▸ **Exercise**
The response should be the data again, identical in every line.

▸ **Material provided**

use crate::config::{EncoderKind, ServerConfig};
use crate::error::{ApiError, Result};
use kalakaart_assistant::{Assistant, ClassifierKind, IntentClassifier, PatternClassifier, PrototypeClassifier};
use kalakaart_core::{Catalog, DatasetStats, RecordStore};
use kalakaart_retrieval::corpus::{builtin_documents, documents_from_store, load_knowledge_file};
use kalakaart_retrieval::{Encoder, HashingEncoder, Retriever};
use kalakaart_storage::SnapshotStore;
use std::path::Path;
use std::sync::Arc;
use tracing::{info, warn};

/// Snapshots kept after a successful save
const SNAPSHOTS_TO_KEEP: usize = 3;

/// Read-only state shared by every request worker
pub struct AppState {
    pub store: Arc<RecordStore>,
    pub catalog: Catalog,
    pub stats: DatasetStats,
    pub retriever: Arc<Retriever>,
    pub assistant: Assistant,
}

impl AppState {
    /// Load the dataset named in `config` and build everything on top of it
    pub fn build(config: &ServerConfig) -> Result<Self> {
        let store = RecordStore::load(&config.dataset_path);
        Self::from_store(store, config)
    }

    /// Build the index, classifier and assistant over an already loaded store
    pub fn from_store(store: RecordStore, config: &ServerConfig) -> Result<Self> {
        let store = Arc::new(store);
        let encoder = build_encoder(config)?;

        let mut documents = builtin_documents();
        documents.extend(documents_from_store(&store));
        if let Some(path) = &config.knowledge_file {
            documents.extend(load_knowledge_file(path)?);
        }

        let retriever = Arc::new(build_retriever(encoder.clone(), documents, config.index_dir.as_deref())?);

        let classifier: Box<dyn IntentClassifier> = match config.classifier {
            ClassifierKind::Pattern => Box::new(PatternClassifier::new()?),
            ClassifierKind::Prototype => Box::new(PrototypeClassifier::new(encoder)?),
        };
        let assistant = Assistant::new(store.clone(), classifier).with_retriever(retriever.clone());
        info!(
            "Assistant ready: {} artisans, {} retrieval documents, {} classifier",
            store.len(),
            retriever.index().len(),
            assistant.classifier_name()
        );

        Ok(Self {
            catalog: Catalog::from_store(&store),
            stats: DatasetStats::from_store(&store),
            store,
            retriever,
            assistant,
        })
    }
}

fn build_encoder(config: &ServerConfig) -> Result<Arc<dyn Encoder>> {
    match config.encoder {
        EncoderKind::Hashing => Ok(Arc::new(HashingEncoder::new(config.hashing_dim)?)),
        EncoderKind::FastEmbed => fastembed_encoder(),
    }
}

#[cfg(feature = "fastembed")]
fn fastembed_encoder() -> Result<Arc<dyn Encoder>> {
    Ok(Arc::new(kalakaart_retrieval::FastEmbedEncoder::multilingual()?))
}

#[cfg(not(feature = "fastembed"))]
fn fastembed_encoder() -> Result<Arc<dyn Encoder>> {
    Err(ApiError::EncoderUnavailable("fastembed".to_string()))
}

/// Reuse the newest snapshot when it was built by the same encoder, otherwise
/// encode the corpus and snapshot the result. Snapshot problems only cost the
/// reuse; they never stop the server.
fn build_retriever(
    encoder: Arc<dyn Encoder>,
    documents: Vec<kalakaart_retrieval::RetrievalDocument>,
    index_dir: Option<&Path>,
) -> Result<Retriever> {
    let Some(dir) = index_dir else {
        return Ok(Retriever::build(encoder, documents)?);
    };

    let snapshots = match SnapshotStore::new(dir) {
        Ok(snapshots) => snapshots,
        Err(e) => {
            warn!("Snapshot directory {:?} unavailable: {}", dir, e);
            return Ok(Retriever::build(encoder, documents)?);
        }
    };

    match snapshots.load_latest() {
        Ok(Some(index)) if index.encoder_signature() == encoder.signature() => {
            info!("Loaded retrieval index from snapshot in {:?}", dir);
            return Ok(Retriever::from_index(encoder, index)?);
        }
        Ok(Some(index)) => info!(
            "Snapshot was built with {}, current encoder is {}; rebuilding",
            index.encoder_signature(),
            encoder.signature()
        ),
        Ok(None) => info!("No retrieval snapshot in {:?}; building index", dir),
        Err(e) => warn!("Failed to read snapshots: {}", e),
    }

    let retriever = Retriever::build(encoder, documents)?;
    match snapshots.save(retriever.index()) {
        Ok(description) => {
            info!("Saved {} ({} bytes)", description.name, description.size);
            if let Err(e) = snapshots.prune(SNAPSHOTS_TO_KEEP) {
                warn!("Failed to prune old snapshots: {}", e);
            }
        }
        Err(e) => warn!("Failed to save retrieval snapshot: {}", e),
    }
    Ok(retriever)
}

#[cfg(test)]
mod tests {
    use super::*;
    use std::fs;
    use tempfile::tempdir;

    const CSV: &str = "id,name,gender,age,craft_type,state,district,village,languages,email,phone,phone_available,government_id,cluster_code\n\
        1,Asha,Female,34,Pottery,Gujarat,Kutch,Bhuj,\"Gujarati,Hindi\",,9876543210,Yes,G1,C1\n\
        2,Ravi,Male,52,Weaving,Rajasthan,Barmer,,Hindi,,,No,G2,C2\n";

    fn store() -> RecordStore {
        RecordStore::parse(CSV).unwrap()
    }

    #[test]
    fn test_from_store() {
        let state = AppState::from_store(store(), &ServerConfig::default()).unwrap();
        assert_eq!(state.store.len(), 2);
        assert_eq!(state.stats.total_artists, 2);
        assert_eq!(state.catalog.crafts, vec!["Pottery", "Weaving"]);
        assert!(!state.retriever.index().is_empty());
        assert_eq!(state.assistant.classifier_name(), "pattern");
    }

    #[test]
    fn test_prototype_classifier_is_selectable() {
        let config = ServerConfig { classifier: ClassifierKind::Prototype, ..Default::default() };
        let state = AppState::from_store(store(), &config).unwrap();
        assert_eq!(state.assistant.classifier_name(), "prototype");
    }

    #[cfg(not(feature = "fastembed"))]
    #[test]
    fn test_fastembed_requires_feature() {
        let config = ServerConfig { encoder: EncoderKind::FastEmbed, ..Default::default() };
        let err = AppState::from_store(store(), &config).err().unwrap();
        assert!(matches!(err, ApiError::EncoderUnavailable(_)));
    }

    #[test]
    fn test_out_of_range_hashing_dim_is_fatal() {
        let config = ServerConfig { hashing_dim: 100_000, ..Default::default() };
        assert!(matches!(AppState::from_store(store(), &config), Err(ApiError::Retrieval(_))));
    }

    #[test]
    fn test_missing_knowledge_file_is_fatal() {
        let config = ServerConfig {
            knowledge_file: Some("/definitely/not/here.json".into()),
            ..Default::default()
        };
        assert!(matches!(AppState::from_store(store(), &config), Err(ApiError::Retrieval(_))));
    }

    #[test]
    fn test_snapshot_is_written_then_reused() {
        let dir = tempdir().unwrap();
        let config = ServerConfig { index_dir: Some(dir.path().to_path_buf()), ..Default::default() };

        let first = AppState::from_store(store(), &config).unwrap();
        assert_eq!(SnapshotStore::new(dir.path()).unwrap().list().unwrap().len(), 1);

        // A reused snapshot does not write another one
        let second = AppState::from_store(store(), &config).unwrap();
        assert_eq!(second.retriever.index().len(), first.retriever.index().len());
        assert_eq!(fs::read_dir(dir.path()).unwrap().count(), 1);

        // A different encoder dimension forces a rebuild
        let other = ServerConfig { hashing_dim: 128, ..config };
        AppState::from_store(store(), &other).unwrap();
        assert_eq!(SnapshotStore::new(dir.path()).unwrap().list().unwrap().len(), 2);
    }
}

▸ **Answer box**
use crate::config::{EncoderKind, ServerConfig};
use crate::error::{ApiError, Result};
use kalakaart_assistant::{Assistant, ClassifierKind, IntentClassifier, PatternClassifier, PrototypeClassifier};
use kalakaart_core::{Catalog, DatasetStats, RecordStore};
use kalakaart_retrieval::corpus::{builtin_documents, documents_from_store, load_knowledge_file};
use kalakaart_retrieval::{Encoder, HashingEncoder, Retriever};
use kalakaart_storage::SnapshotStore;
use std::path::Path;
use std::sync::Arc;
use tracing::{info, warn};

/// Snapshots kept after a successful save
const SNAPSHOTS_TO_KEEP: usize = 3;

/// Read-only state shared by every request worker
pub struct AppState {
    pub store: Arc<RecordStore>,
    pub catalog: Catalog,
    pub stats: DatasetStats,
    pub retriever: Arc<Retriever>,
    pub assistant: Assistant,
}

impl AppState {
    /// Load the dataset named in `config` and build everything on top of it
    pub fn build(config: &ServerConfig) -> Result<Self> {
        let store = RecordStore::load(&config.dataset_path);
        Self::from_store(store, config)
    }

    /// Build the index, classifier and assistant over an already loaded store
    pub fn from_store(store: RecordStore, config: &ServerConfig) -> Result<Self> {
        let store = Arc::new(store);
        let encoder = build_encoder(config)?;

        let mut documents = builtin_documents();
        documents.extend(documents_from_store(&store));
        if let Some(path) = &config.knowledge_file {
            documents.extend(load_knowledge_file(path)?);
        }

        let retriever = Arc::new(build_retriever(encoder.clone(), documents, config.index_dir.as_deref())?);

        let classifier: Box<dyn IntentClassifier> = match config.classifier {
            ClassifierKind::Pattern => Box::new(PatternClassifier::new()?),
            ClassifierKind::Prototype => Box::new(PrototypeClassifier::new(encoder)?),
        };
        let assistant = Assistant::new(store.clone(), classifier).with_retriever(retriever.clone());
        info!(
            "Assistant ready: {} artisans, {} retrieval documents, {} classifier",
            store.len(),
            retriever.index().len(),
            assistant.classifier_name()
        );

        Ok(Self {
            catalog: Catalog::from_store(&store),
            stats: DatasetStats::from_store(&store),
            store,
            retriever,
            assistant,
        })
    }
}

fn build_encoder(config: &ServerConfig) -> Result<Arc<dyn Encoder>> {
    match config.encoder {
        EncoderKind::Hashing => Ok(Arc::new(HashingEncoder::new(config.hashing_dim)?)),
        EncoderKind::FastEmbed => fastembed_encoder(),
    }
}

#[cfg(feature = "fastembed")]
fn fastembed_encoder() -> Result<Arc<dyn Encoder>> {
    Ok(Arc::new(kalakaart_retrieval::FastEmbedEncoder::multilingual()?))
}

#[cfg(not(feature = "fastembed"))]
fn fastembed_encoder() -> Result<Arc<dyn Encoder>> {
    Err(ApiError::EncoderUnavailable("fastembed".to_string()))
}

/// Reuse the newest snapshot when it was built by the same encoder, otherwise
/// encode the corpus and snapshot the result. Snapshot problems only cost the
/// reuse; they never stop the server.
fn build_retriever(
    encoder: Arc<dyn Encoder>,
    documents: Vec<kalakaart_retrieval::RetrievalDocument>,
    index_dir: Option<&Path>,
) -> Result<Retriever> {
    let Some(dir) = index_dir else {
        return Ok(Retriever::build(encoder, documents)?);
    };

    let snapshots = match SnapshotStore::new(dir) {
        Ok(snapshots) => snapshots,
        Err(e) => {
            warn!("Snapshot directory {:?} unavailable: {}", dir, e);
            return Ok(Retriever::build(encoder, documents)?);
        }
    };

    match snapshots.load_latest() {
        Ok(Some(index)) if index.encoder_signature() == encoder.signature() => {
            info!("Loaded retrieval index from snapshot in {:?}", dir);
            return Ok(Retriever::from_index(encoder, index)?);
        }
        Ok(Some(index)) => info!(
            "Snapshot was built with {}, current encoder is {}; rebuilding",
            index.encoder_signature(),
            encoder.signature()
        ),
        Ok(None) => info!("No retrieval snapshot in {:?}; building index", dir),
        Err(e) => warn!("Failed to read snapshots: {}", e),
    }

    let retriever = Retriever::build(encoder, documents)?;
    match snapshots.save(retriever.index()) {
        Ok(description) => {
            info!("Saved {} ({} bytes)", description.name, description.size);
            if let Err(e) = snapshots.prune(SNAPSHOTS_TO_KEEP) {
                warn!("Failed to prune old snapshots: {}", e);
            }
        }
        Err(e) => warn!("Failed to save retrieval snapshot: {}", e),
    }
    Ok(retriever)
}

#[cfg(test)]
mod tests {
    use super::*;
    use std::fs;
    use tempfile::tempdir;

    const CSV: &str = "id,name,gender,age,craft_type,state,district,village,languages,email,phone,phone_available,government_id,cluster_code\n\
        1,Asha,Female,34,Pottery,Gujarat,Kutch,Bhuj,\"Gujarati,Hindi\",,9876543210,Yes,G1,C1\n\
        2,Ravi,Male,52,Weaving,Rajasthan,Barmer,,Hindi,,,No,G2,C2\n";

    fn store() -> RecordStore {
        RecordStore::parse(CSV).unwrap()
    }

    #[test]
    fn test_from_store() {
        let state = AppState::from_store(store(), &ServerConfig::default()).unwrap();
        assert_eq!(state.store.len(), 2);
        assert_eq!(state.stats.total_artists, 2);
        assert_eq!(state.catalog.crafts, vec!["Pottery", "Weaving"]);
        assert!(!state.retriever.index().is_empty());
        assert_eq!(state.assistant.classifier_name(), "pattern");
    }

    #[test]
    fn test_prototype_classifier_is_selectable() {
        let config = ServerConfig { classifier: ClassifierKind::Prototype, ..Default::default() };
        let state = AppState::from_store(store(), &config).unwrap();
        assert_eq!(state.assistant.classifier_name(), "prototype");
    }

    #[cfg(not(feature = "fastembed"))]
    #[test]
    fn test_fastembed_requires_feature() {
        let config = ServerConfig { encoder: EncoderKind::FastEmbed, ..Default::default() };
        let err = AppState::from_store(store(), &config).err().unwrap();
        assert!(matches!(err, ApiError::EncoderUnavailable(_)));
    }

    #[test]
    fn test_out_of_range_hashing_dim_is_fatal() {
        let config = ServerConfig { hashing_dim: 100_000, ..Default::default() };
        assert!(matches!(AppState::from_store(store(), &config), Err(ApiError::Retrieval(_))));
    }

    #[test]
    fn test_missing_knowledge_file_is_fatal() {
        let config = ServerConfig {
            knowledge_file: Some("/definitely/not/here.json".into()),
            ..Default::default()
        };
        assert!(matches!(AppState::from_store(store(), &config), Err(ApiError::Retrieval(_))));
    }

    #[test]
    fn test_snapshot_is_written_then_reused() {
        let dir = tempdir().unwrap();
        let config = ServerConfig { index_dir: Some(dir.path().to_path_buf()), ..Default::default() };

        let first = AppState::from_store(store(), &config).unwrap();
        assert_eq!(SnapshotStore::new(dir.path()).unwrap().list().unwrap().len(), 1);

        // A reused snapshot does not write another one
        let second = AppState::from_store(store(), &config).unwrap();
        assert_eq!(second.retriever.index().len(), first.retriever.index().len());
        assert_eq!(fs::read_dir(dir.path()).unwrap().count(), 1);

        // A different encoder dimension forces a rebuild
        let other = ServerConfig { hashing_dim: 128, ..config };
        AppState::from_store(store(), &other).unwrap();
        assert_eq!(SnapshotStore::new(dir.path()).unwrap().list().unwrap().len(), 2);
    }
}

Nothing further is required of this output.